Mr Lucas defended the board’s decision, and rejected any suggestions that Mr Mahapatra may have tried to hide the deal from the board.
“He tried to hide nothing. And when it was brought to his attention that it could be an issue, he went to the lawyers and found out it was a problem, then immediately reported it back. That’s not somebody who’s trying to hide something, that’s somebody who was taking responsibility.”
He added that he ‘stood by’ the decision to keep him on, adding that he took a ‘major cut in salary’ from his position as executive chairman and the company promptly terminated the service agreement with KCP.
“He took a lot of punishment for that, and he took it like a man and he owned up to it, he took responsibility.”
In terms of the board’s size and composition, which was referred to as ‘not appropriate’ and ‘wholly excessive’ in the RNS, Mr Lucas said he saw the board members ‘like his fingers’, adding that ‘each one of them is adding value and I would not like to cut off any of them’.

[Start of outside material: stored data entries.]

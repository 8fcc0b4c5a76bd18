//! Event hub connecting the chat client's sync stream to WebSocket clients.
//!
//! # Event Flow
//!
//! ```text
//! SyncSource callback
//!          │ try_send (drop newest when full)
//!          ▼
//! ┌────────────────────┐
//! │  bounded queue     │
//! └────────────────────┘
//!          │ single dispatch task
//!          ▼
//! ┌────────────────────┐
//! │  map_sync_batch    │
//! └────────────────────┘
//!          │ per domain event
//!          ▼
//! ┌────────────────────┐
//! │  match, hydrate,   │
//! │  deduplicate       │
//! └────────────────────┘
//!          │ concurrent per-connection writes
//!          ▼
//!   subscribed clients
//! ```
//!
//! Events are dispatched one at a time: all writes for one event finish
//! before the next event starts, which keeps per-connection order equal to
//! dispatch order.

use std::sync::atomic::{AtomicBool, AtomicU64, Ordering};
use std::sync::{Arc, Mutex, PoisonError};
use std::time::{Duration, Instant};

use futures::future::join_all;
use serde::Serialize;
use serde_json::Value;
use thiserror::Error;
use tokio::sync::mpsc::{self, error::TrySendError};
use tokio::sync::OnceCell;
use tokio::task::JoinHandle;
use tokio::time::MissedTickBehavior;

use crate::domain::foundation::{ConnectionId, Timestamp};
use crate::domain::realtime::{
    fingerprint, map_sync_batch, DomainEvent, DomainEventKind, Subscription,
};
use crate::domain::sync::{ClientEvent, SyncBatch};
use crate::ports::{MessageLookup, SyncCallback, SyncSource, SyncSourceError, SyncSubscription};

use super::dedup::{DedupSettings, DuplicateSuppressor};
use super::messages::DomainEventMessage;
use super::registry::{ClientConnection, ConnectionRegistry};
use super::sink::ClientSink;

/// Tunables of the hub.
#[derive(Debug, Clone, Copy, PartialEq, Eq)]
pub struct HubSettings {
    pub queue_capacity: usize,
    pub keepalive_interval: Duration,
    pub ping_timeout: Duration,
    pub write_timeout: Duration,
    pub dedup: DedupSettings,
}

impl Default for HubSettings {
    fn default() -> Self {
        Self {
            queue_capacity: 512,
            keepalive_interval: Duration::from_secs(30),
            ping_timeout: Duration::from_secs(5),
            write_timeout: Duration::from_secs(5),
            dedup: DedupSettings::default(),
        }
    }
}

/// Hub start-up failures.
///
/// Cloneable because the first outcome is cached and handed to every
/// later caller.
#[derive(Debug, Clone, PartialEq, Eq, Error)]
pub enum HubError {
    #[error("Failed to subscribe to chat events: {0}")]
    Subscribe(#[from] SyncSourceError),

    #[error("Event hub has been shut down")]
    ShutDown,
}

/// Point-in-time counters of the hub.
#[derive(Debug, Clone, Copy, Default, PartialEq, Eq, Serialize)]
pub struct HubStats {
    pub connections: usize,
    pub batches_received: u64,
    pub batches_dropped: u64,
    pub events_delivered: u64,
    pub events_suppressed: u64,
}

#[derive(Default)]
struct Counters {
    batches_received: AtomicU64,
    batches_dropped: AtomicU64,
    events_delivered: AtomicU64,
    events_suppressed: AtomicU64,
}

/// State shared between the hub handle and its dispatch task.
struct HubCore {
    registry: ConnectionRegistry,
    lookup: Arc<dyn MessageLookup>,
    dedup: DuplicateSuppressor,
    counters: Counters,
    ping_timeout: Duration,
}

struct Running {
    subscription: SyncSubscription,
    dispatch: JoinHandle<()>,
}

/// Fan-out hub for realtime domain events.
///
/// # Example
///
/// ```ignore
/// let hub = Arc::new(EventHub::new(sync_source, hydrator, HubSettings::default()));
/// hub.ensure_started().await?;
/// let conn = hub.new_connection(Box::new(sink));
/// hub.register(conn.clone()).await;
/// ```
pub struct EventHub {
    core: Arc<HubCore>,
    source: Arc<dyn SyncSource>,
    settings: HubSettings,
    started: OnceCell<Result<(), HubError>>,
    running: Mutex<Option<Running>>,
    shut_down: AtomicBool,
}

impl EventHub {
    pub fn new(
        source: Arc<dyn SyncSource>,
        lookup: Arc<dyn MessageLookup>,
        settings: HubSettings,
    ) -> Self {
        Self {
            core: Arc::new(HubCore {
                registry: ConnectionRegistry::new(),
                lookup,
                dedup: DuplicateSuppressor::new(settings.dedup),
                counters: Counters::default(),
                ping_timeout: settings.ping_timeout,
            }),
            source,
            settings,
            started: OnceCell::new(),
            running: Mutex::new(None),
            shut_down: AtomicBool::new(false),
        }
    }

    pub fn settings(&self) -> &HubSettings {
        &self.settings
    }

    /// Subscribes to the sync source on first use.
    ///
    /// Concurrent callers share one subscribe attempt. Its outcome, failure
    /// included, is returned to every caller for the life of the hub.
    pub async fn ensure_started(&self) -> Result<(), HubError> {
        if self.shut_down.load(Ordering::SeqCst) {
            return Err(HubError::ShutDown);
        }
        self.started
            .get_or_init(|| async { self.start() })
            .await
            .clone()
    }

    fn start(&self) -> Result<(), HubError> {
        let (tx, rx) = mpsc::channel::<Box<SyncBatch>>(self.settings.queue_capacity);
        let core = Arc::clone(&self.core);

        let callback: SyncCallback = Arc::new(move |event: ClientEvent| {
            let ClientEvent::SyncComplete(batch) = event else {
                return;
            };
            match tx.try_send(batch) {
                Ok(()) => {
                    core.counters.batches_received.fetch_add(1, Ordering::Relaxed);
                }
                Err(TrySendError::Full(_)) => {
                    let dropped = core.counters.batches_dropped.fetch_add(1, Ordering::Relaxed) + 1;
                    tracing::warn!(
                        dropped_total = dropped,
                        "Event queue full, dropping sync batch"
                    );
                }
                Err(TrySendError::Closed(_)) => {
                    tracing::trace!("Event queue closed, ignoring sync batch");
                }
            }
        });

        let subscription = self.source.subscribe(callback).map_err(|e| {
            tracing::error!(error = %e, "Failed to subscribe to chat events");
            HubError::from(e)
        })?;

        let dispatch = tokio::spawn(dispatch_loop(
            Arc::clone(&self.core),
            rx,
            self.settings.keepalive_interval,
        ));

        *self.running.lock().unwrap_or_else(PoisonError::into_inner) = Some(Running {
            subscription,
            dispatch,
        });
        tracing::info!(
            queue_capacity = self.settings.queue_capacity,
            "Realtime event hub started"
        );
        Ok(())
    }

    /// Creates an unregistered connection around `sink`.
    pub fn new_connection(&self, sink: Box<dyn ClientSink>) -> Arc<ClientConnection> {
        Arc::new(ClientConnection::new(sink, self.settings.write_timeout))
    }

    /// Registers a connection with an empty subscription.
    pub async fn register(&self, connection: Arc<ClientConnection>) {
        let id = connection.id();
        self.core.registry.register(connection).await;
        tracing::debug!(connection_id = %id, "Client registered");
    }

    /// Unregisters and closes a connection.
    pub async fn disconnect(&self, id: &ConnectionId) {
        self.core.drop_connection(id).await;
    }

    /// Replaces a connection's subscription.
    pub async fn set_subscription(&self, id: &ConnectionId, subscription: Subscription) -> bool {
        let updated = self.core.registry.set_subscription(id, subscription).await;
        tracing::debug!(connection_id = %id, updated, "Subscription replaced");
        updated
    }

    /// Current subscription of a registered connection.
    pub async fn subscription(&self, id: &ConnectionId) -> Option<Subscription> {
        self.core.registry.subscription(id).await
    }

    pub async fn connection_count(&self) -> usize {
        self.core.registry.len().await
    }

    pub async fn stats(&self) -> HubStats {
        let counters = &self.core.counters;
        HubStats {
            connections: self.core.registry.len().await,
            batches_received: counters.batches_received.load(Ordering::Relaxed),
            batches_dropped: counters.batches_dropped.load(Ordering::Relaxed),
            events_delivered: counters.events_delivered.load(Ordering::Relaxed),
            events_suppressed: counters.events_suppressed.load(Ordering::Relaxed),
        }
    }

    /// Stops dispatch, releases the sync subscription and closes every
    /// connection. Later `ensure_started` calls fail with [`HubError::ShutDown`].
    pub async fn shutdown(&self) {
        self.shut_down.store(true, Ordering::SeqCst);

        let running = self
            .running
            .lock()
            .unwrap_or_else(PoisonError::into_inner)
            .take();
        if let Some(Running {
            subscription,
            dispatch,
        }) = running
        {
            dispatch.abort();
            subscription.unsubscribe();
        }

        let connections = self.core.registry.drain().await;
        let closed = connections.len();
        join_all(connections.iter().map(|conn| conn.close())).await;
        tracing::info!(closed_connections = closed, "Realtime event hub stopped");
    }
}

async fn dispatch_loop(
    core: Arc<HubCore>,
    mut queue: mpsc::Receiver<Box<SyncBatch>>,
    keepalive: Duration,
) {
    let mut ticker = tokio::time::interval_at(tokio::time::Instant::now() + keepalive, keepalive);
    ticker.set_missed_tick_behavior(MissedTickBehavior::Delay);

    loop {
        tokio::select! {
            batch = queue.recv() => match batch {
                Some(batch) => core.process_batch(&batch).await,
                None => break,
            },
            _ = ticker.tick() => core.ping_all().await,
        }
    }
    tracing::debug!("Dispatch loop finished");
}

impl HubCore {
    async fn process_batch(&self, batch: &SyncBatch) {
        for event in map_sync_batch(batch) {
            self.dispatch(&event).await;
        }
    }

    async fn dispatch(&self, event: &DomainEvent) {
        let targets = self.registry.matching(&event.chat_id).await;
        if targets.is_empty() {
            return;
        }

        let entries = if event.kind == DomainEventKind::MessageUpserted {
            match self.hydrate(event).await {
                Some(entries) => Some(entries),
                None => return,
            }
        } else {
            None
        };

        let print = fingerprint(event, entries.as_deref().unwrap_or_default());
        if self.dedup.is_duplicate(&print, Instant::now()) {
            self.counters.events_suppressed.fetch_add(1, Ordering::Relaxed);
            tracing::debug!(
                event_type = %event.kind,
                chat_id = %event.chat_id,
                "Suppressed duplicate event"
            );
            return;
        }

        let ts = Timestamp::now().as_unix_millis();
        let writes = targets.into_iter().map(|conn| {
            let message = DomainEventMessage::new(event, conn.next_seq(), ts, entries.clone());
            async move {
                let result = conn.send_json(&message).await;
                (conn, message.seq, result)
            }
        });

        for (conn, seq, result) in join_all(writes).await {
            match result {
                Ok(()) => {
                    self.counters.events_delivered.fetch_add(1, Ordering::Relaxed);
                    tracing::trace!(
                        connection_id = %conn.id(),
                        event_type = %event.kind,
                        seq,
                        "Delivered event"
                    );
                }
                Err(e) => {
                    tracing::debug!(connection_id = %conn.id(), "Write failed, closing: {}", e);
                    self.drop_connection(&conn.id()).await;
                }
            }
        }
    }

    /// Hydrated message entries, or `None` when nothing resolvable remains.
    async fn hydrate(&self, event: &DomainEvent) -> Option<Vec<Value>> {
        let messages = match self
            .lookup
            .lookup_events_by_id(&event.chat_id, &event.ids)
            .await
        {
            Ok(messages) => messages,
            Err(e) => {
                tracing::debug!(chat_id = %event.chat_id, error = %e, "Hydration failed");
                return None;
            }
        };

        let entries: Vec<Value> = messages
            .iter()
            .filter_map(|message| serde_json::to_value(message).ok())
            .collect();
        if entries.is_empty() {
            tracing::debug!(chat_id = %event.chat_id, "No hydratable messages, dropping event");
            return None;
        }
        Some(entries)
    }

    async fn ping_all(&self) {
        let connections = self.registry.all().await;
        let pings = connections.into_iter().map(|conn| async move {
            let result = conn.ping(self.ping_timeout).await;
            (conn, result)
        });

        for (conn, result) in join_all(pings).await {
            if let Err(e) = result {
                tracing::debug!(connection_id = %conn.id(), "Keepalive ping failed: {}", e);
                self.drop_connection(&conn.id()).await;
            }
        }
    }

    async fn drop_connection(&self, id: &ConnectionId) {
        if let Some(conn) = self.registry.unregister(id).await {
            conn.close().await;
            tracing::debug!(connection_id = %id, "Client unregistered");
        }
    }
}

Now the EGM is over the company says it is looking forward to getting back to the business at hand, including its recently announced shift into the chemotherapy-induced peripheral neuropathy (CIPN) market, which it believes will soon be worth $2.4bn.
Last month it issued an RNS updating the market on its two lead compounds, informing investors that recent results suggest its forerunner OCT461201 may not be effective in post-herpetic neuralgia (PHN), but is well positioned for CIPN.
In light of the new data, OCT says it will now replace PHN with CIPN as an indication, targeting cancer patients suffering from nerve damage caused by chemotherapy, for which it says there is currently no approved therapies.
Financially the company also remained optimistic, and dismissed suggestions that it was struggling to find a broker, or that it could struggle to raise further capital this year as ‘lies’.